[Collected data entries]
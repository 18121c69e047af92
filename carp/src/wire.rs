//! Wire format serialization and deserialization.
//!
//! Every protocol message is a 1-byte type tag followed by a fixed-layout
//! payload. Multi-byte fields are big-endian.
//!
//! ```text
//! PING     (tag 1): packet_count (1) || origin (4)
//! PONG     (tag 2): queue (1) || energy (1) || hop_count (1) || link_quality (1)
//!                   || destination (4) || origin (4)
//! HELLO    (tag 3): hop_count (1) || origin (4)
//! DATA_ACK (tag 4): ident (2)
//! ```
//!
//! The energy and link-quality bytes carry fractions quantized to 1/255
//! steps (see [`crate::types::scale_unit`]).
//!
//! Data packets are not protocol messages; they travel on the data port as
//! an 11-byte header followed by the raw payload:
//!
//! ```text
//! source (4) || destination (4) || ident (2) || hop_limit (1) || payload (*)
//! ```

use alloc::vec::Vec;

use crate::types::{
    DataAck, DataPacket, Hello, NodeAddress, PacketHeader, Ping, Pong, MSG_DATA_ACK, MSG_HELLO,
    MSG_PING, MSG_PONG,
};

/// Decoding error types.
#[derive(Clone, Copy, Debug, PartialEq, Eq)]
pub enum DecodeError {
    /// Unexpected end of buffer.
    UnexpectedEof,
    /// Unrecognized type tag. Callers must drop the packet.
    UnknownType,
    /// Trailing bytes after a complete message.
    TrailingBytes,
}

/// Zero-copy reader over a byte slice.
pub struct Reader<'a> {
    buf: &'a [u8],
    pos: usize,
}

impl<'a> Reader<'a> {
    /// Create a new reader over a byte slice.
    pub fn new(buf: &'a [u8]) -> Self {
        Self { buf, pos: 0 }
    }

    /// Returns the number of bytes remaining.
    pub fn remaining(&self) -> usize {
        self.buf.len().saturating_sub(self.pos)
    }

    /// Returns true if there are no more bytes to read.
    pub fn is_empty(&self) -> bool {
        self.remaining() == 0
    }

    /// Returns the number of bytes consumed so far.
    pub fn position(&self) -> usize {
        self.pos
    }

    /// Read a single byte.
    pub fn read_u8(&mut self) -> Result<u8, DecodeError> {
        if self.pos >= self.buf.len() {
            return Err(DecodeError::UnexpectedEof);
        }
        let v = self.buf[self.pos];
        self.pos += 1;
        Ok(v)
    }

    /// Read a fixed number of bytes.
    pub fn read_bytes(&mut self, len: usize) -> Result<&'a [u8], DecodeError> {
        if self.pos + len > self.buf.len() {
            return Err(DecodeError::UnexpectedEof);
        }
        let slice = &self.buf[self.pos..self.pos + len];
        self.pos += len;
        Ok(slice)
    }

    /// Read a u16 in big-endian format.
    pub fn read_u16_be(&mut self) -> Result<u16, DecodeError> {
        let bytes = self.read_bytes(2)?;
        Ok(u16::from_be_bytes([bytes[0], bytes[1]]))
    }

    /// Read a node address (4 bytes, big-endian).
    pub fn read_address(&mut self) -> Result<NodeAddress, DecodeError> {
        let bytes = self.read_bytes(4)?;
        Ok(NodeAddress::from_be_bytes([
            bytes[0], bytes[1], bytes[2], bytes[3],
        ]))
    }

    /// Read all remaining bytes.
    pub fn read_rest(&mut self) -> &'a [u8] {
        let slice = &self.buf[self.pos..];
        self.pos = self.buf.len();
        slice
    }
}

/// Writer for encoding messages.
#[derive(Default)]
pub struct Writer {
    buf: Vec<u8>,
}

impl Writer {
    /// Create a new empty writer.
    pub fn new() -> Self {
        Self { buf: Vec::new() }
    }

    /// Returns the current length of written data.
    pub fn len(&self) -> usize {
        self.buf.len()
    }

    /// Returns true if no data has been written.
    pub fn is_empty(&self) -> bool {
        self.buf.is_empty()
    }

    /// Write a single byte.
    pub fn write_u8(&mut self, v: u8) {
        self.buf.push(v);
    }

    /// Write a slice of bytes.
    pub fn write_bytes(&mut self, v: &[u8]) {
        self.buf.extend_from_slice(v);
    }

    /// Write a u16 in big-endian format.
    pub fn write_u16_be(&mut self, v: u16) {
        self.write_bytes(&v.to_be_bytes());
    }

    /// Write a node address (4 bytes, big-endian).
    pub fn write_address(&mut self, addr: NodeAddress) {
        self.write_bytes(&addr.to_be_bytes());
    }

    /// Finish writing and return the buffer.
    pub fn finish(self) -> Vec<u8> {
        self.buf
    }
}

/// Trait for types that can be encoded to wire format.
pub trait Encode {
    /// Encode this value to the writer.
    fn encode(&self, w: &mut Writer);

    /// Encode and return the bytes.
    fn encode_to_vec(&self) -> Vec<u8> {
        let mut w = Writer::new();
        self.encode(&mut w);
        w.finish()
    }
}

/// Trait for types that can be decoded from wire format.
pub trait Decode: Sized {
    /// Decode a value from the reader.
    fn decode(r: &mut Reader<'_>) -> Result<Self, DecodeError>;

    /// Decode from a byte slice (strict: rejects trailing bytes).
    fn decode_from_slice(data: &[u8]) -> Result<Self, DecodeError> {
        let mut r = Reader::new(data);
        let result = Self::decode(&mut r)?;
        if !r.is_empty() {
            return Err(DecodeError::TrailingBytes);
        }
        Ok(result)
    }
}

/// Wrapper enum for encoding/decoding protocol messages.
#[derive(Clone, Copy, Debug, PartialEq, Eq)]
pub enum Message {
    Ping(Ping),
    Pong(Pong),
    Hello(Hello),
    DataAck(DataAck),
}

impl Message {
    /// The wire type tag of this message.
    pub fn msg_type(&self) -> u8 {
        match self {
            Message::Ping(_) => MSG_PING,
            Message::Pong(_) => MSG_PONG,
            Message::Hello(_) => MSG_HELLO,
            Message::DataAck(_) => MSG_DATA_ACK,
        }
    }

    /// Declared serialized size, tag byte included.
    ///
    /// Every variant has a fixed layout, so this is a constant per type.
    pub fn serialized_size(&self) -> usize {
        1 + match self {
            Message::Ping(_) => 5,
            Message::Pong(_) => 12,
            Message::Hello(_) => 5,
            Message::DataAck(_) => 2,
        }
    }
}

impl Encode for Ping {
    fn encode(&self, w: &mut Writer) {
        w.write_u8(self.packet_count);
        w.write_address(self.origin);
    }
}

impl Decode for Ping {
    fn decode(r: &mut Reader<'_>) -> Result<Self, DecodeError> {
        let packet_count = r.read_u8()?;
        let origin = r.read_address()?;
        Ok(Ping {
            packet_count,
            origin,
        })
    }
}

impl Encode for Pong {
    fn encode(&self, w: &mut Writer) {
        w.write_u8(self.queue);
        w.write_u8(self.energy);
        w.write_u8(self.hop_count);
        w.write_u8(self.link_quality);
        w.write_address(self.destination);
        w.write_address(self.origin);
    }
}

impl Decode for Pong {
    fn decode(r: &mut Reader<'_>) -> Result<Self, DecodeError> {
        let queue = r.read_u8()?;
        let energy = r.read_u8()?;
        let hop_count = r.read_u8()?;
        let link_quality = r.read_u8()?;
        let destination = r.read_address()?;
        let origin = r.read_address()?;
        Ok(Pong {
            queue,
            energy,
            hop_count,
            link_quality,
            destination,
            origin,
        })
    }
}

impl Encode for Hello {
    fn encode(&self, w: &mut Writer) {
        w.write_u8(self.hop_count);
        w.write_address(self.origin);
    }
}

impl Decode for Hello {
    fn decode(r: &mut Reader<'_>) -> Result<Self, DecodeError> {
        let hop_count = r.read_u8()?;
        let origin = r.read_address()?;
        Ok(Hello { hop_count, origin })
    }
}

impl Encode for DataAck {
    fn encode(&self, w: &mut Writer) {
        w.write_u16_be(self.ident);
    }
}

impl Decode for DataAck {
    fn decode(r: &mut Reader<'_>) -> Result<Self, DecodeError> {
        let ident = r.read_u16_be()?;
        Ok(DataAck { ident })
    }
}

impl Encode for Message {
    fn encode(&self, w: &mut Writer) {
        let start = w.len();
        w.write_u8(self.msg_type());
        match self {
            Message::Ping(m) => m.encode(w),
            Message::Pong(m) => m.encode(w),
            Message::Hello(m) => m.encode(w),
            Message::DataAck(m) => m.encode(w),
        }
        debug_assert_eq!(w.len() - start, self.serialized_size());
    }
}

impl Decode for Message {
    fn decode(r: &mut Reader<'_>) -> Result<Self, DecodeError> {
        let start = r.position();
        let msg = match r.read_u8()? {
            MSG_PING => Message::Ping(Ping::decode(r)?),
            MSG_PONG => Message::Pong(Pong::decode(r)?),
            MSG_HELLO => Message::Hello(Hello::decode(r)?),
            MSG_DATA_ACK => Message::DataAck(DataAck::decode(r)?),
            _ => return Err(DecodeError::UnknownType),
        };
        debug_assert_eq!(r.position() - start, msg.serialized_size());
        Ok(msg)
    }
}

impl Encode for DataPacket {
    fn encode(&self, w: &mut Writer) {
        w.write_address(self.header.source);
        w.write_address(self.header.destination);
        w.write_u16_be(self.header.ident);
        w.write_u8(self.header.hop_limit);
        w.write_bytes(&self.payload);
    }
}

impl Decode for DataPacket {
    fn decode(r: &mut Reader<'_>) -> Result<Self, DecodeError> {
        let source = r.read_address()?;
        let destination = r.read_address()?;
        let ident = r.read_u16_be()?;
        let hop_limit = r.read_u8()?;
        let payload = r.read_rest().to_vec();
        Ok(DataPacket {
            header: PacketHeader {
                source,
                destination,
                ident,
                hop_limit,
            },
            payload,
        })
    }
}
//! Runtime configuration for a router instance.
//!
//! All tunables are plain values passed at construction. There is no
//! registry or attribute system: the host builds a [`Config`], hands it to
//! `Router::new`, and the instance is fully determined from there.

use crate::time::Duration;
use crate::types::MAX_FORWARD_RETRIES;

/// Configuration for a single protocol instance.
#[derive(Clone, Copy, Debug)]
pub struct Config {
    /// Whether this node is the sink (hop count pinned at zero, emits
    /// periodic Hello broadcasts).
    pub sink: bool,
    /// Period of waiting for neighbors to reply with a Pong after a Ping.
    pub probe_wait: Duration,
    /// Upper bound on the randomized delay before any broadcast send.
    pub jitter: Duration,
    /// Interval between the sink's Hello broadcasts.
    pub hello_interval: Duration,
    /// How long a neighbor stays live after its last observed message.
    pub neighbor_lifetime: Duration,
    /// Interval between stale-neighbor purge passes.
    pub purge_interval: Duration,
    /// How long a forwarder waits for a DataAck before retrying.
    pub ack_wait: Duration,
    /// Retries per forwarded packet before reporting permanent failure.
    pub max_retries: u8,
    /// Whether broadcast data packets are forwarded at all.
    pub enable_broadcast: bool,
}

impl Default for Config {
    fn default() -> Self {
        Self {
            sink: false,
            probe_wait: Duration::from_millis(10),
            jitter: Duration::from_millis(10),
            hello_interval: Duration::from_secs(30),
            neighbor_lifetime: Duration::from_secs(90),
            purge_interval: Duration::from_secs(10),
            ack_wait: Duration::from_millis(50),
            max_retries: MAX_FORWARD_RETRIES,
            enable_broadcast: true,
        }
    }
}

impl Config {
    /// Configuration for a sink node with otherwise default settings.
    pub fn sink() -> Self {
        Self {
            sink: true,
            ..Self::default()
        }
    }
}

▸ **Aim of the exercise**: The lines you need are those with the word "destination"; list them from the entries.

▸ **Exercise answer**:
//!                   || destination (4) || origin (4)
//! source (4) || destination (4) || ident (2) || hop_limit (1) || payload (*)
        w.write_address(self.destination);
        let destination = r.read_address()?;
            destination,
        w.write_address(self.header.destination);
        let destination = r.read_address()?;
                destination,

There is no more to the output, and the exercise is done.